Discourse 304 Amending Electoral Act 2010

Discourse 304
By Dr. Aliyu U. Tilde
Amending Electoral Law, 2010
Professor Attahiru Jega, Chairman of Independent National Electoral Commission, INEC, must be among the most worried people in Nigeria today. He honestly admitted that he never knew that his new job is so complicated. We remain hopeful because, unlike Obasanjo, he did not say free and fair election is impossible. Yet, it is now clear to everyone that there are a number of formidable hurdles to cross, some taller than the Eiffel Tower, before we arrive at the Promised Land! The confident Jega who few weeks ago said his team could deliver credible elections once N87billion is approved has given way to a more cautious one.
INEC has realised that there is not sufficient time to procure the Data Capturing Machines (DCMs) and register voters with them within the time frame of two to three months. The earlier arithmetic of 120,000 people working for 8 hours daily for two weeks to produce a credible register would be hard to realise for a number of reasons. So it went public about the need to shift the elections to March or April, as is done earlier. What we will only miss when the nation acquiesces to INEC’s demand is the chance to acquit itself of all litigations before the swearing in date of May 29. In any case, anyone that practices law knows that it would be difficult to dispense with hundreds of litigations in three months or so. At least some judges at the court of appeal have said this much, albeit secretly.

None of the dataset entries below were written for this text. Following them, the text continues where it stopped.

//! Integration test utilities for the collaboration hub
//!
//! This crate provides helpers for running end-to-end tests against the
//! WebSocket endpoint and the HTTP routes.

pub mod fixtures;
pub mod helpers;

pub use fixtures::*;
pub use helpers::*;
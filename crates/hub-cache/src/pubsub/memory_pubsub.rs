//! In-process Pub/Sub backend for single-node deployments and tests.
//!
//! Payloads travel as JSON strings, exactly as they would through Redis.

use crate::pubsub::SubscriptionSet;
use async_trait::async_trait;
use dashmap::DashMap;
use hub_core::{HubError, HubResult, Operation, OperationHandler, PubSub, Subscription};
use std::sync::atomic::{AtomicBool, Ordering};
use std::sync::Arc;
use tokio::sync::broadcast::{self, error::RecvError};
use tokio_util::sync::CancellationToken;

const CHANNEL_CAPACITY: usize = 1024;

/// `PubSub` over tokio broadcast channels
#[derive(Debug)]
pub struct MemoryPubSub {
    channels: Arc<DashMap<String, broadcast::Sender<String>>>,
    subscriptions: Arc<SubscriptionSet>,
    closed: AtomicBool,
}

impl Default for MemoryPubSub {
    fn default() -> Self {
        Self::new()
    }
}

impl MemoryPubSub {
    #[must_use]
    pub fn new() -> Self {
        Self {
            channels: Arc::new(DashMap::new()),
            subscriptions: Arc::new(SubscriptionSet::new()),
            closed: AtomicBool::new(false),
        }
    }

    /// Live subscription bookkeeping
    #[must_use]
    pub fn subscriptions(&self) -> &SubscriptionSet {
        &self.subscriptions
    }

    /// Receiver on `channel`, creating its sender on first use
    ///
    /// Subscribes while the map entry is held so a concurrent
    /// [`prune`](Self::prune) cannot drop the sender underneath it.
    fn receiver(&self, channel: &str) -> broadcast::Receiver<String> {
        self.channels
            .entry(channel.to_string())
            .or_insert_with(|| broadcast::channel(CHANNEL_CAPACITY).0)
            .subscribe()
    }

    /// Drop the sender of a channel nobody listens on
    fn prune(channels: &DashMap<String, broadcast::Sender<String>>, channel: &str) {
        channels.remove_if(channel, |_, tx| tx.receiver_count() == 0);
    }

    fn ensure_open(&self) -> HubResult<()> {
        if self.closed.load(Ordering::Acquire) {
            return Err(HubError::PubSub("pub/sub is closed".to_string()));
        }
        Ok(())
    }
}

#[async_trait]
impl PubSub for MemoryPubSub {
    async fn publish(&self, channels: &[String], op: &Operation) -> HubResult<()> {
        self.ensure_open()?;
        let payload = serde_json::to_string(op)?;

        for channel in channels {
            let receivers = self
                .channels
                .get(channel)
                .and_then(|tx| tx.send(payload.clone()).ok())
                .unwrap_or(0);
            tracing::debug!(channel = %channel, receivers, version = op.version, "Published operation");
        }

        Ok(())
    }

    async fn subscribe(
        &self,
        scope: &CancellationToken,
        channel: &str,
        handler: OperationHandler,
    ) -> HubResult<Subscription> {
        self.ensure_open()?;

        let mut rx = self.receiver(channel);
        let subscription = self.subscriptions.open(scope, channel);
        let token = subscription.token().clone();
        let subscriptions = Arc::clone(&self.subscriptions);
        let channels = Arc::clone(&self.channels);
        let channel = channel.to_string();
        let id = subscription.id();

        tokio::spawn(async move {
            loop {
                tokio::select! {
                    biased;
                    () = token.cancelled() => break,
                    received = rx.recv() => match received {
                        Ok(payload) => match serde_json::from_str::<Operation>(&payload) {
                            Ok(op) => handler(op).await,
                            Err(e) => {
                                tracing::warn!(channel = %channel, error = %e, "Dropping malformed operation");
                            }
                        },
                        Err(RecvError::Lagged(skipped)) => {
                            tracing::warn!(channel = %channel, skipped, "Subscriber lagged behind");
                        }
                        Err(RecvError::Closed) => break,
                    },
                }
            }

            drop(rx);
            subscriptions.release(&channel, id);
            MemoryPubSub::prune(&channels, &channel);
        });

        Ok(subscription)
    }

    async fn unsubscribe(&self, channel: &str) -> HubResult<()> {
        let cancelled = self.subscriptions.cancel_channel(channel);
        Self::prune(&self.channels, channel);
        tracing::debug!(channel = %channel, cancelled, "Unsubscribed");
        Ok(())
    }

    async fn close(&self) -> HubResult<()> {
        self.closed.store(true, Ordering::Release);
        let cancelled = self.subscriptions.cancel_all();
        self.channels.clear();
        tracing::info!(cancelled, "In-memory Pub/Sub closed");
        Ok(())
    }
}
/// Card kinds carry their step protocol as data, not as subclasses
#[derive(Debug, Clone, PartialEq, Serialize, Deserialize)]
#[serde(tag = "type", rename_all = "snake_case")]
pub enum CardKind {
    /// Every player defends against every volley, in turn order
    MeteorSwarm { volleys: Vec<HazardSpec> },

    /// Players declare cannons in turn order. The first to beat
    /// `strength` takes the reward and spares everyone after them;
    /// players who fell short suffer the volleys.
    Pirates {
        strength: f32,
        reward: i64,
        volleys: Vec<HazardSpec>,
    },

    /// Each planet can host one lander; landing costs flight position
    Planets {
        landing_rewards: Vec<u32>,
        step_cost: i32,
    },

    /// First claimant trades crew for credits
    AbandonedShip {
        reward: i64,
        crew_cost: u8,
        step_cost: i32,
    },

    /// Everyone declares engine power and advances
    OpenSpace,
}

/// A hazard the card throws: variant plus fixed direction. The impact
/// line is rolled when the volley activates.
#[derive(Debug, Clone, Copy, PartialEq, Eq, Serialize, Deserialize)]
pub struct HazardSpec {
    pub kind: HazardKind,
    pub direction: Direction,
}

/// One pending player response
#[derive(Debug, Clone)]
struct Step {
    nickname: String,
    kind: ResponseKind,
    payload: StepPayload,
}

#[derive(Debug, Clone, Copy, PartialEq)]
enum StepPayload {
    Hazard { volley: usize },
    Cannons,
    Engines,
    Visit,
    Reward { planet: u8 },
    Claim,
}

/// Drives one card's multi-round decision protocol to completion
pub struct CardMachine {
    card: AdventureCard,
    queue: VecDeque<Step>,
    /// Impact line per volley, rolled once and shared by every player
    /// facing that volley
    rolled_lines: Vec<Option<i8>>,
    planets_taken: Vec<bool>,
    /// Responses satisfied so far (including skips), in resolution order
    responded: Vec<(String, ResponseKind)>,
}
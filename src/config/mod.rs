//! Configuration module - environment variable parsing

use std::env;

/// Core configuration loaded from environment variables by the hosting
/// service. The core itself never arms timers; the host is expected to
/// call `MatchController::expire_response` after `response_timeout_secs`
/// of silence from the player whose response is pending.
#[derive(Clone, Debug)]
pub struct Config {
    /// Seconds a player may take to answer a card step before the host
    /// applies the deterministic "no valid defense" default
    pub response_timeout_secs: u64,
    /// Capacity used for matches created without an explicit one (2-4)
    pub default_capacity: usize,
    /// Log level (trace, debug, info, warn, error)
    pub log_level: String,
}

impl Config {
    /// Load configuration from environment variables
    pub fn from_env() -> Result<Self, ConfigError> {
        let response_timeout_secs = match env::var("RESPONSE_TIMEOUT_SECS") {
            Ok(raw) => raw
                .parse()
                .map_err(|_| ConfigError::InvalidNumber("RESPONSE_TIMEOUT_SECS"))?,
            Err(_) => 30,
        };

        let default_capacity = match env::var("DEFAULT_MATCH_CAPACITY") {
            Ok(raw) => raw
                .parse()
                .map_err(|_| ConfigError::InvalidNumber("DEFAULT_MATCH_CAPACITY"))?,
            Err(_) => 4,
        };

        if !(2..=4).contains(&default_capacity) {
            return Err(ConfigError::InvalidCapacity(default_capacity));
        }

        Ok(Self {
            response_timeout_secs,
            default_capacity,
            log_level: env::var("LOG_LEVEL").unwrap_or_else(|_| "info".to_string()),
        })
    }
}

impl Default for Config {
    fn default() -> Self {
        Self {
            response_timeout_secs: 30,
            default_capacity: 4,
            log_level: "info".to_string(),
        }
    }
}

/// Configuration errors
#[derive(Debug, thiserror::Error)]
pub enum ConfigError {
    #[error("Environment variable {0} is not a valid number")]
    InvalidNumber(&'static str),

    #[error("Match capacity {0} is outside the supported 2-4 range")]
    InvalidCapacity(usize),
}
//! Session registry - match and participant bookkeeping
//!
//! Thin boundary consumed by the transport layer: it resolves match ids
//! to controllers and nicknames to broadcast subscriptions. Everything
//! game-related happens inside the resolved `MatchController`.

use std::sync::Arc;

use dashmap::mapref::entry::Entry;
use dashmap::DashMap;
use tokio::sync::broadcast;
use tracing::info;
use uuid::Uuid;

use crate::game::error::GameError;
use crate::game::r#match::{MatchController, MatchRules};
use crate::protocol::GameEvent;

/// Registry of all active matches and connected participants
pub struct SessionRegistry {
    matches: DashMap<String, Arc<MatchController>>,
    /// Nickname -> match id; nicknames are unique across the registry
    participants: DashMap<String, String>,
}

impl SessionRegistry {
    pub fn new() -> Self {
        Self {
            matches: DashMap::new(),
            participants: DashMap::new(),
        }
    }

    /// Create a match with a fresh id and register it
    pub fn create_match(&self, rules: MatchRules, seed: u64) -> Arc<MatchController> {
        let id = Uuid::new_v4().to_string();
        let controller = Arc::new(MatchController::new(id.clone(), rules, seed));
        self.matches.insert(id.clone(), controller.clone());
        info!(match_id = %id, capacity = rules.capacity, "Match created");
        controller
    }

    /// Resolve a match id to its controller
    pub fn resolve(&self, match_id: &str) -> Result<Arc<MatchController>, GameError> {
        self.matches
            .get(match_id)
            .map(|entry| entry.value().clone())
            .ok_or_else(|| GameError::MatchNotFound(match_id.to_string()))
    }

    pub fn remove_match(&self, match_id: &str) -> Option<Arc<MatchController>> {
        self.matches.remove(match_id).map(|(_, controller)| {
            info!(match_id, "Match removed from registry");
            controller
        })
    }

    /// Register a connected participant and subscribe them to their
    /// match's event stream. The transport forwards received events to
    /// the client; the registry never encodes anything.
    pub fn register_participant(
        &self,
        nickname: &str,
        match_id: &str,
    ) -> Result<broadcast::Receiver<GameEvent>, GameError> {
        // Claiming the nickname must be atomic; a check-then-insert
        // would let two concurrent registrations both pass the check.
        match self.participants.entry(nickname.to_string()) {
            Entry::Occupied(_) => Err(GameError::NicknameTaken(nickname.to_string())),
            Entry::Vacant(slot) => {
                let controller = self.resolve(match_id)?;
                slot.insert(match_id.to_string());
                info!(match_id, nickname, "Participant registered");
                Ok(controller.subscribe())
            }
        }
    }

    /// Unregister a participant, running the disconnect path on their
    /// match so a mid-card departure cannot deadlock the round
    pub async fn unregister_participant(&self, nickname: &str) -> Vec<GameEvent> {
        let Some((_, match_id)) = self.participants.remove(nickname) else {
            return Vec::new();
        };
        info!(match_id = %match_id, nickname, "Participant unregistered");
        match self.resolve(&match_id) {
            Ok(controller) => {
                let events = controller.handle_disconnect(nickname).await;
                if controller.is_disposable().await {
                    self.remove_match(&match_id);
                }
                events
            }
            Err(_) => Vec::new(),
        }
    }

    /// Match id a nickname is registered to
    pub fn participant_match(&self, nickname: &str) -> Option<String> {
        self.participants.get(nickname).map(|entry| entry.clone())
    }

    pub fn active_matches(&self) -> usize {
        self.matches.len()
    }

    pub fn total_participants(&self) -> usize {
        self.participants.len()
    }
}

impl Default for SessionRegistry {
    fn default() -> Self {
        Self::new()
    }
}
impl MatchController {
    pub fn new(id: String, rules: MatchRules, seed: u64) -> Self {
        let mut rng = ChaCha8Rng::seed_from_u64(seed);
        let deck = standard_deck(&mut rng);
        Self::with_deck_inner(id, rules, rng, deck)
    }

    /// Create a controller with an explicit (unshuffled) deck
    pub fn with_deck(
        id: String,
        rules: MatchRules,
        seed: u64,
        deck: VecDeque<AdventureCard>,
    ) -> Self {
        Self::with_deck_inner(id, rules, ChaCha8Rng::seed_from_u64(seed), deck)
    }

    fn with_deck_inner(
        id: String,
        rules: MatchRules,
        rng: ChaCha8Rng,
        deck: VecDeque<AdventureCard>,
    ) -> Self {
        let (events, _) = broadcast::channel(64);
        Self {
            id,
            rules,
            events,
            inner: Mutex::new(MatchState {
                phase: MatchPhase::Lobby,
                players: Vec::new(),
                deck,
                card: None,
                rng,
            }),
        }
    }

    pub fn id(&self) -> &str {
        &self.id
    }

    /// Subscribe to this match's broadcast events
    pub fn subscribe(&self) -> broadcast::Receiver<GameEvent> {
        self.events.subscribe()
    }

    pub async fn phase(&self) -> MatchPhase {
        self.inner.lock().await.phase
    }

    pub async fn player_count(&self) -> usize {
        self.inner.lock().await.players.len()
    }

    /// A match with no players left may be removed from the registry
    pub async fn is_disposable(&self) -> bool {
        let state = self.inner.lock().await;
        state.players.is_empty() || state.phase == MatchPhase::Ended
    }

    /// Snapshot of one player's state, for hosts and tests
    pub async fn player(&self, nickname: &str) -> Option<Player> {
        self.inner
            .lock()
            .await
            .players
            .iter()
            .find(|p| p.nickname == nickname)
            .cloned()
    }

    /// The player and response kind the live card is waiting on
    pub async fn expected_response(&self) -> Option<(String, ResponseKind)> {
        self.inner
            .lock()
            .await
            .card
            .as_ref()
            .and_then(|m| m.expected().map(|(n, k)| (n.to_string(), k)))
    }

    /// Add a player to the match. Auto-transitions to the building phase
    /// once capacity is reached.
    pub async fn add_player(
        &self,
        nickname: &str,
        color: PlayerColor,
    ) -> Result<Vec<GameEvent>, GameError> {
        let mut guard = self.inner.lock().await;
        let state = &mut *guard;

        if state.players.iter().any(|p| p.nickname == nickname) {
            return Err(GameError::AlreadyJoined(nickname.to_string()));
        }
        if state.players.iter().any(|p| p.color == color) {
            return Err(GameError::ColorTaken(color));
        }
        if state.players.len() >= self.rules.capacity {
            return Err(GameError::CapacityExceeded);
        }
        if !matches!(state.phase, MatchPhase::Lobby | MatchPhase::Building) {
            return Err(GameError::MatchAlreadyStarted);
        }

        state.players.push(Player::new(nickname, color));
        info!(
            match_id = %self.id,
            nickname,
            player_count = state.players.len(),
            "Player joined match"
        );

        let mut events = vec![GameEvent::PlayerJoined {
            nickname: nickname.to_string(),
            color,
        }];
        if state.phase == MatchPhase::Lobby && state.players.len() == self.rules.capacity {
            state.phase = MatchPhase::Building;
            events.push(GameEvent::PhaseChanged {
                phase: MatchPhase::Building,
            });
            info!(match_id = %self.id, "Building phase started");
        }

        self.broadcast(&events);
        Ok(events)
    }

    /// Remove a player on their explicit leave
    pub async fn remove_player(&self, nickname: &str) -> Result<Vec<GameEvent>, GameError> {
        let mut guard = self.inner.lock().await;
        let state = &mut *guard;
        if !state.players.iter().any(|p| p.nickname == nickname) {
            return Err(GameError::UnknownPlayer(nickname.to_string()));
        }
        let events = self.drop_player(state, nickname, "left");
        self.broadcast(&events);
        Ok(events)
    }

    /// Remove a player after an unrecoverable notification failure.
    /// Prior card steps are not rolled back; remaining steps for this
    /// player are treated as already satisfied.
    pub async fn handle_disconnect(&self, nickname: &str) -> Vec<GameEvent> {
        let mut guard = self.inner.lock().await;
        let state = &mut *guard;
        let events = self.drop_player(state, nickname, "disconnected");
        self.broadcast(&events);
        events
    }

    /// Submit a player action, routed to the current phase handler
    pub async fn submit_action(
        &self,
        nickname: &str,
        action: PlayerAction,
    ) -> Result<Vec<GameEvent>, GameError> {
        let mut guard = self.inner.lock().await;
        let state = &mut *guard;

        let player_idx = state
            .players
            .iter()
            .position(|p| p.nickname == nickname)
            .ok_or_else(|| GameError::UnknownPlayer(nickname.to_string()))?;
        let phase = state.phase;

        let events = match action {
            PlayerAction::PlaceComponent { coord, component } => {
                if phase != MatchPhase::Building {
                    return Err(GameError::IllegalPhase { phase });
                }
                let player = &mut state.players[player_idx];
                if !player.board.place(coord, component) {
                    return Err(GameError::InvalidActivation(coord));
                }
                vec![GameEvent::ShipBoardUpdated {
                    nickname: nickname.to_string(),
                    board: player.board.snapshot(),
                }]
            }

            PlayerAction::Ready => {
                if phase != MatchPhase::Building {
                    return Err(GameError::IllegalPhase { phase });
                }
                state.players[player_idx].ready = true;
                info!(match_id = %self.id, nickname, "Player ready");
                if state.players.iter().all(|p| p.ready) {
                    self.start_flight(state)
                } else {
                    Vec::new()
                }
            }

            PlayerAction::CardResponse { kind, choices } => {
                if phase != MatchPhase::Flight {
                    return Err(GameError::IllegalPhase { phase });
                }
                let MatchState {
                    card, players, rng, ..
                } = &mut *state;
                let machine = match card.as_mut() {
                    Some(machine) => machine,
                    None => return Err(GameError::IllegalPhase { phase }),
                };
                let player = &mut players[player_idx];
                let mut events = machine.handle_response(nickname, kind, &choices, player, rng)?;
                let eliminated = player.eliminated;
                if eliminated {
                    events.extend(machine.mark_unresponsive(nickname));
                }
                if machine.is_resolved() {
                    events.extend(self.advance_card(state));
                }
                events
            }
        };

        self.broadcast(&events);
        Ok(events)
    }

    /// Apply the deterministic timeout default ("no valid defense") for
    /// the player the live card is waiting on. Driven by the host after
    /// `Config.response_timeout_secs`.
    pub async fn expire_response(&self, nickname: &str) -> Result<Vec<GameEvent>, GameError> {
        let mut guard = self.inner.lock().await;
        let state = &mut *guard;
        if state.phase != MatchPhase::Flight {
            return Err(GameError::IllegalPhase { phase: state.phase });
        }

        let (expected_nick, kind) = match state.card.as_ref().and_then(|m| m.expected()) {
            Some((n, k)) => (n.to_string(), k),
            None => return Ok(Vec::new()),
        };
        if expected_nick != nickname {
            return Err(GameError::NotCurrentTurn(nickname.to_string()));
        }
        warn!(match_id = %self.id, nickname, ?kind, "Response timed out, applying default");

        let MatchState {
            card, players, rng, ..
        } = &mut *state;
        let machine = match card.as_mut() {
            Some(machine) => machine,
            None => return Ok(Vec::new()),
        };
        let player_idx = players
            .iter()
            .position(|p| p.nickname == nickname)
            .ok_or_else(|| GameError::UnknownPlayer(nickname.to_string()))?;

        let buffer = CardMachine::default_buffer(kind);
        let mut events =
            machine.handle_response(nickname, kind, &buffer, &mut players[player_idx], rng)?;
        if players[player_idx].eliminated {
            events.extend(machine.mark_unresponsive(nickname));
        }
        if machine.is_resolved() {
            events.extend(self.advance_card(state));
        }

        self.broadcast(&events);
        Ok(events)
    }

    /// Remove a player and apply the fallout (card skips, match end)
    fn drop_player(&self, state: &mut MatchState, nickname: &str, reason: &str) -> Vec<GameEvent> {
        let idx = match state.players.iter().position(|p| p.nickname == nickname) {
            Some(idx) => idx,
            None => return Vec::new(),
        };
        state.players.remove(idx);
        info!(
            match_id = %self.id,
            nickname,
            reason,
            player_count = state.players.len(),
            "Player removed from match"
        );

        let mut events = vec![GameEvent::PlayerLeft {
            nickname: nickname.to_string(),
            reason: reason.to_string(),
        }];
        if let Some(machine) = state.card.as_mut() {
            events.extend(machine.mark_unresponsive(nickname));
        }

        if state.phase == MatchPhase::Flight && state.players.len() < 2 {
            events.extend(self.end_match(state, EndReason::InsufficientPlayers));
        } else if state.phase == MatchPhase::Building
            && state.players.len() >= 2
            && state.players.iter().all(|p| p.ready)
        {
            // The departed player may have been the only one still
            // building; the remaining ready players launch immediately.
            events.extend(self.start_flight(state));
        } else {
            events.extend(self.advance_card(state));
        }
        events
    }

    /// Transition Building -> Flight and draw the first card
    fn start_flight(&self, state: &mut MatchState) -> Vec<GameEvent> {
        state.phase = MatchPhase::Flight;
        info!(match_id = %self.id, "Flight phase started");
        let mut events = vec![GameEvent::PhaseChanged {
            phase: MatchPhase::Flight,
        }];
        events.extend(self.advance_card(state));
        events
    }

    /// Draw cards until one is live or the deck runs out. A no-op unless
    /// the match is in flight with no unresolved card.
    fn advance_card(&self, state: &mut MatchState) -> Vec<GameEvent> {
        let mut events = Vec::new();
        loop {
            if state.phase != MatchPhase::Flight {
                break;
            }
            if let Some(machine) = &state.card {
                if !machine.is_resolved() {
                    break;
                }
            }
            state.card = None;

            let turn_order: Vec<String> = state
                .players
                .iter()
                .filter(|p| !p.eliminated)
                .map(|p| p.nickname.clone())
                .collect();
            if turn_order.len() < 2 {
                events.extend(self.end_match(state, EndReason::InsufficientPlayers));
                break;
            }

            match state.deck.pop_front() {
                None => {
                    events.extend(self.end_match(state, EndReason::DeckExhausted));
                    break;
                }
                Some(card) => {
                    info!(match_id = %self.id, card = %card.name, "Card drawn");
                    events.push(GameEvent::CardDrawn { card: card.clone() });
                    state.card = Some(CardMachine::new(card, &turn_order));
                }
            }
        }
        events
    }

    /// Transition to Ended and broadcast the final standings
    fn end_match(&self, state: &mut MatchState, reason: EndReason) -> Vec<GameEvent> {
        state.phase = MatchPhase::Ended;
        state.card = None;

        let mut standings: Vec<PlayerStanding> = state
            .players
            .iter()
            .map(|p| PlayerStanding {
                nickname: p.nickname.clone(),
                credits: p.credits,
                position: p.position,
                goods: p.board.total_goods(),
            })
            .collect();
        standings.sort_by(|a, b| {
            b.position
                .cmp(&a.position)
                .then_with(|| b.credits.cmp(&a.credits))
        });

        info!(match_id = %self.id, ?reason, "Match ended");
        vec![
            GameEvent::PhaseChanged {
                phase: MatchPhase::Ended,
            },
            GameEvent::MatchEnded { reason, standings },
        ]
    }

    /// Fire-and-forget fan-out; a lagging or absent subscriber never
    /// fails the action that produced the event
    fn broadcast(&self, events: &[GameEvent]) {
        for event in events {
            let _ = self.events.send(event.clone());
        }
    }
}
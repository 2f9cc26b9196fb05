#![cfg(not(feature = "hydrate"))]

use futures::executor::block_on;

use super::*;

#[test]
fn load_passes_through_success() {
    let value = block_on(load(|| Ok::<_, InventoryError>(42)));
    assert_eq!(value, Ok(42));
}

#[test]
fn load_passes_through_error() {
    let result = block_on(load(|| Err::<(), _>(InventoryError::PoolNotFound("pool-x".to_owned()))));
    assert_eq!(result, Err(InventoryError::PoolNotFound("pool-x".to_owned())));
}

#[test]
fn today_stamp_is_date_shaped_outside_browser() {
    let stamp = today_stamp();
    assert_eq!(stamp.len(), 10);
    assert_eq!(stamp.matches('-').count(), 2);
}
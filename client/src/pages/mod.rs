//! Page modules for route-level screens.
//!
//! ARCHITECTURE
//! ============
//! Each page owns route-scoped orchestration (loading, dialogs, persistence)
//! and delegates rendering details to `components`.

pub mod monitoring;
pub mod resource_pools;
use inventory::InMemoryInventory;

use crate::state::monitoring::MonitoringSnapshot;

use super::*;

#[test]
fn cluster_options_lead_with_all_clusters() {
    let mut state = MonitoringState::default();
    state.finish_load(Ok(MonitoringSnapshot::read(&InMemoryInventory::with_fixtures())));
    let options = cluster_options(&state);
    assert_eq!(options[0].value, ALL_CLUSTERS);
    assert_eq!(options.len(), state.data.clusters.len() + 1);
    assert!(options.iter().any(|o| o.value == "cluster-prod" && o.label == "Production (Beijing)"));
}

#[test]
fn percent_text_handles_missing_samples() {
    assert_eq!(percent_text(Some(95)), "95%");
    assert_eq!(percent_text(None), "--");
}
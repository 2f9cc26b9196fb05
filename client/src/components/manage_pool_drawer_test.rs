use super::*;

#[test]
fn title_and_description_follow_mode() {
    assert_eq!(drawer_title(false), "Create Resource Pool");
    assert_eq!(drawer_title(true), "Edit Resource Pool");
    assert_eq!(drawer_description(&WizardMode::Edit { pool_id: "pool-gpu".to_owned() }), "Instance ID: pool-gpu");
    assert!(!drawer_description(&WizardMode::Create).contains("Instance ID"));
}

#[test]
fn step_markers_track_progress() {
    let current = WizardStep::ClusterAndNodes;
    assert!(step_marker_class(WizardStep::BasicInfo, current).contains("bg-emerald-500"));
    assert!(step_marker_class(WizardStep::ClusterAndNodes, current).contains("bg-primary-600"));
    assert!(step_marker_class(WizardStep::Quota, current).contains("bg-slate-100"));
}

#[test]
fn status_options_highlight_only_the_current_status() {
    assert!(status_option_class(PoolStatus::Active, PoolStatus::Active).contains("text-emerald-600"));
    assert!(status_option_class(PoolStatus::Disabled, PoolStatus::Disabled).contains("text-red-500"));
    assert!(status_option_class(PoolStatus::Disabled, PoolStatus::Active).contains("text-slate-400"));
    assert!(status_option_class(PoolStatus::Active, PoolStatus::Disabled).contains("text-slate-400"));
}

#[test]
fn node_rows_mark_only_selected_nodes() {
    assert!(node_check_class(true).contains("bg-primary-600"));
    assert!(node_check_class(false).contains("border-slate-300"));
    assert_eq!(node_check_mark(true), Some("✓"));
    assert_eq!(node_check_mark(false), None);
}

#[test]
fn advance_or_warn_reports_rejected_steps() {
    let mut wizard = PoolWizard::open(None);
    assert_eq!(advance_or_warn(&mut wizard), None);
    assert_eq!(wizard.step(), WizardStep::BasicInfo);

    wizard.set_name("pool-a");
    assert_eq!(advance_or_warn(&mut wizard), Some(WizardStep::ClusterAndNodes));
    assert_eq!(advance_or_warn(&mut wizard), None);
    assert_eq!(wizard.step(), WizardStep::ClusterAndNodes);
}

INEC has easily covered sufficient ground in canvassing for the support it needs to obtain a shift in the election date. It reached the decision at a retreat last week; then successfully sold the idea at meeting with of all political parties earlier this week; yesterday, Jega met the President on the matter; and the House of Representatives is recalling its members from their recess to discuss the matter. It appears that everyone is ready to sacrifice the January date for a more credible outcome. My argument in this article is that Nigerians must not be satisfied with something more credible. In granting INEC its wishes, all stakeholders – but particularly the Presidency and the National Assembly – must not stop at approving anything that will limit the credibility of the elections ab initio. Such clauses in the Electoral Act that tied the hands of INEC must be expunged. INEC must seize the opportunity of a review of the Act and demand for more flexible provisions that will allow it enough room to use the right equipment, employ the appropriate personnel and adopt the best strategies to deliver credible elections to the nation.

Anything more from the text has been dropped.